To prove this, it is on record that the price of oil was approximately three times the initial price. There was speculation that money was flowing from the household finances into commodities. The financial institutions were also blamed for the increased commodity prices.

There existed an acute shortage of raw materials and hence increasing the cost of production. This scenario subsequently raised the prices of essential commodities. The raw material crisis was somehow contributed by the Chinese dominance in Africa and the other potential states in the world. The soaring prices of oil directly affect the arithmetic involved in consumer spending.

Most often, production cost is transferred to the consumers who are required to spend more on gasoline and gas than on the other essential commodities. During the financial crisis, house bubble was part and parcel of all these occurrences and hence its exacerbation as a result. The pending issues were not solved in accordance with the economic situation due to the surging oil prices. The oil producing countries were the main beneficiaries of this scheme as they ended up accumulating most of the wealth.
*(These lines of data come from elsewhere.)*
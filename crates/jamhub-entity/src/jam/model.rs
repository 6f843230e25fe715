//! Jam session document model.

use std::collections::BTreeMap;

use chrono::{DateTime, Utc};
use serde::{Deserialize, Serialize};

use jamhub_core::types::{Identity, JamCode, TrackId};

use super::join_request::JoinRequest;
use super::member::{MemberRecord, Permissions};
use super::playback::PlaybackState;
use super::track::Track;

/// One listening party, as stored in the document store.
///
/// While `is_active`, `host` is always a key of `members` and the playback
/// index is consistent with the playlist length.
#[derive(Debug, Clone, PartialEq, Serialize, Deserialize)]
pub struct Jam {
    /// Shareable session code.
    pub code: JamCode,
    /// Display name.
    pub name: String,
    /// Current host.
    pub host: Identity,
    /// Members keyed by identity.
    pub members: BTreeMap<Identity, MemberRecord>,
    /// Queue, in play order.
    pub playlist: Vec<Track>,
    /// Shared playback state.
    pub playback: PlaybackState,
    /// `false` once the host has left or ended the jam.
    pub is_active: bool,
    /// Whether joining requires a password or host approval.
    #[serde(default)]
    pub is_private: bool,
    /// Argon2 hash of the join password for private jams.
    #[serde(default, skip_serializing_if = "Option::is_none")]
    pub password_hash: Option<String>,
    /// Pending join requests keyed by requester.
    #[serde(default)]
    pub join_requests: BTreeMap<Identity, JoinRequest>,
    /// Creation time.
    pub created_at: DateTime<Utc>,
    /// End time, once ended.
    #[serde(default, skip_serializing_if = "Option::is_none")]
    pub ended_at: Option<DateTime<Utc>>,
}

impl Jam {
    /// A fresh active jam with `host` as its only member.
    pub fn new(
        code: JamCode,
        name: impl Into<String>,
        host: Identity,
        host_nickname: impl Into<String>,
        password_hash: Option<String>,
        now: DateTime<Utc>,
    ) -> Self {
        let mut members = BTreeMap::new();
        members.insert(host.clone(), MemberRecord::host(host_nickname, now));

        Self {
            code,
            name: name.into(),
            host,
            members,
            playlist: Vec::new(),
            playback: PlaybackState::at_rest(now),
            is_active: true,
            is_private: password_hash.is_some(),
            password_hash,
            join_requests: BTreeMap::new(),
            created_at: now,
            ended_at: None,
        }
    }

    /// Whether `identity` is the current host.
    pub fn is_host(&self, identity: &Identity) -> bool {
        &self.host == identity
    }

    /// Whether `identity` is a member.
    pub fn is_member(&self, identity: &Identity) -> bool {
        self.members.contains_key(identity)
    }

    /// Effective permissions of `identity`, or `None` if not a member.
    pub fn permissions_of(&self, identity: &Identity) -> Option<Permissions> {
        if self.is_host(identity) {
            return Some(Permissions::all());
        }
        self.members.get(identity).map(|m| m.permissions)
    }

    /// Whether `identity` may queue tracks.
    pub fn can_add(&self, identity: &Identity) -> bool {
        self.permissions_of(identity).is_some_and(|p| p.can_add)
    }

    /// Whether `identity` may remove queued tracks.
    pub fn can_remove(&self, identity: &Identity) -> bool {
        self.permissions_of(identity).is_some_and(|p| p.can_remove)
    }

    /// Position of the track with `id` in the playlist.
    pub fn track_position(&self, id: &TrackId) -> Option<usize> {
        self.playlist.iter().position(|t| &t.id == id)
    }

    /// Nickname of the host, if still a member.
    pub fn host_nickname(&self) -> Option<&str> {
        self.members.get(&self.host).map(|m| m.nickname.as_str())
    }

    /// Check the structural invariants of an active jam.
    pub fn invariants_hold(&self) -> bool {
        let host_ok = !self.is_active || self.members.contains_key(&self.host);
        host_ok && self.playback.is_consistent_with(self.playlist.len())
    }

    /// Full state as seen by members. Never includes the password hash.
    pub fn snapshot(&self) -> JamSnapshot {
        JamSnapshot {
            code: self.code.clone(),
            name: self.name.clone(),
            host: self.host.clone(),
            members: self.members.clone(),
            playlist: self.playlist.clone(),
            playback: self.playback.clone(),
            is_active: self.is_active,
            is_private: self.is_private,
            created_at: self.created_at,
            ended_at: self.ended_at,
        }
    }

    /// Public listing entry.
    pub fn summary(&self) -> JamSummary {
        JamSummary {
            code: self.code.clone(),
            name: self.name.clone(),
            host_nickname: self.host_nickname().map(str::to_string),
            member_count: self.members.len(),
            track_count: self.playlist.len(),
            is_private: self.is_private,
            is_active: self.is_active,
            created_at: self.created_at,
        }
    }
}

/// Partial update of a stored [`Jam`]. Only the `Some` fields are written.
#[derive(Debug, Clone, Default, Serialize)]
pub struct JamPatch {
    /// New host.
    #[serde(skip_serializing_if = "Option::is_none")]
    pub host: Option<Identity>,
    /// Replacement member map.
    #[serde(skip_serializing_if = "Option::is_none")]
    pub members: Option<BTreeMap<Identity, MemberRecord>>,
    /// Replacement playlist.
    #[serde(skip_serializing_if = "Option::is_none")]
    pub playlist: Option<Vec<Track>>,
    /// Replacement playback state.
    #[serde(skip_serializing_if = "Option::is_none")]
    pub playback: Option<PlaybackState>,
    /// New activity flag.
    #[serde(skip_serializing_if = "Option::is_none")]
    pub is_active: Option<bool>,
    /// Replacement join request map.
    #[serde(skip_serializing_if = "Option::is_none")]
    pub join_requests: Option<BTreeMap<Identity, JoinRequest>>,
    /// End time.
    #[serde(skip_serializing_if = "Option::is_none")]
    pub ended_at: Option<DateTime<Utc>>,
}

impl JamPatch {
    /// Patch carrying the member map of `jam`.
    pub fn members_of(jam: &Jam) -> Self {
        Self {
            members: Some(jam.members.clone()),
            ..Default::default()
        }
    }

    /// Patch carrying the playback state of `jam`.
    pub fn playback_of(jam: &Jam) -> Self {
        Self {
            playback: Some(jam.playback.clone()),
            ..Default::default()
        }
    }

    /// Patch carrying both the playlist and playback state of `jam`.
    pub fn queue_of(jam: &Jam) -> Self {
        Self {
            playlist: Some(jam.playlist.clone()),
            playback: Some(jam.playback.clone()),
            ..Default::default()
        }
    }

    /// Add the join request map of `jam`.
    pub fn with_join_requests(mut self, jam: &Jam) -> Self {
        self.join_requests = Some(jam.join_requests.clone());
        self
    }

    /// Add the host of `jam`.
    pub fn with_host(mut self, jam: &Jam) -> Self {
        self.host = Some(jam.host.clone());
        self
    }

    /// Add the ended flags of `jam`.
    pub fn with_end(mut self, jam: &Jam) -> Self {
        self.is_active = Some(jam.is_active);
        self.ended_at = jam.ended_at;
        self
    }
}

/// Member-visible jam state.
#[derive(Debug, Clone, PartialEq, Serialize, Deserialize)]
pub struct JamSnapshot {
    /// Session code.
    pub code: JamCode,
    /// Display name.
    pub name: String,
    /// Current host.
    pub host: Identity,
    /// Members keyed by identity.
    pub members: BTreeMap<Identity, MemberRecord>,
    /// Queue.
    pub playlist: Vec<Track>,
    /// Playback state.
    pub playback: PlaybackState,
    /// Activity flag.
    pub is_active: bool,
    /// Privacy flag.
    pub is_private: bool,
    /// Creation time.
    pub created_at: DateTime<Utc>,
    /// End time.
    #[serde(default, skip_serializing_if = "Option::is_none")]
    pub ended_at: Option<DateTime<Utc>>,
}

/// Public information about a jam, safe to show to non-members.
#[derive(Debug, Clone, PartialEq, Serialize, Deserialize)]
pub struct JamSummary {
    /// Session code.
    pub code: JamCode,
    /// Display name.
    pub name: String,
    /// Host nickname.
    pub host_nickname: Option<String>,
    /// Number of members, host included.
    pub member_count: usize,
    /// Number of queued tracks.
    pub track_count: usize,
    /// Privacy flag.
    pub is_private: bool,
    /// Activity flag.
    pub is_active: bool,
    /// Creation time.
    pub created_at: DateTime<Utc>,
}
Apparently, the oil importing countries had to spend more in purchasing the oil and hence the cost of commodity production in the respective states increased. The consumers were the main sufferers because they had to redirect finances from other avenues to settle the commodity bills. Copper and Nickel prices also went high prior to the crisis. Without any doubt, it is evident that the effects of the price instabilities and price variations contributed to the financial crisis.

Two essays on financial crisis and banking

Economists are the principle advisors whenever economic issues such as depression, recession and stability are concerned. They are required to analyze the past financial crisis and should be responsible for forecasting any impending economic crisis. They are also required to advice the ordinary people, stakeholders and financial institutions on economic trends, future crises and the mitigation measures of mitigating them.

An unfortunate occurrence took place prior to the eruption of the financial crisis. The crisis was not predicted by the mainstream economists in the United States. However, it is rife that several heterodox economics had a feeling of the occurrence of the crisis but there was an argument of misunderstanding between them. They had varying arguments on the estimating of the appropriate time of the crisis.

Only 12 of the economists managed to predict the crisis. Schools and other economic institutions also predicted the crisis. The schools based their predictions on observing the effects of artificial and laxity in the supply of money. There were several articles including the New York Times and other university journals that had a revelation of the occurrence of the global financial crisis. The financial crisis impacted negatively on financial markets. Since the financial markets greatly affect the economy, various stakes were upheld and hence the stress on the economy.

The impact was evident on the U. S stock market and the other financial institutions. In early , the stock market started experiencing a steady decline until it reached approximately 6, points by March The statistics started to flourish again between March and early when it exceeded 12, points. The points were recorded above 13, points by This was a positive improvement based on the comparison between the performances of the stock market during , , , , and The steady increase was quite beneficial to the economy of the United States at a time when it was experiencing the most drastic effects of an economic downtown.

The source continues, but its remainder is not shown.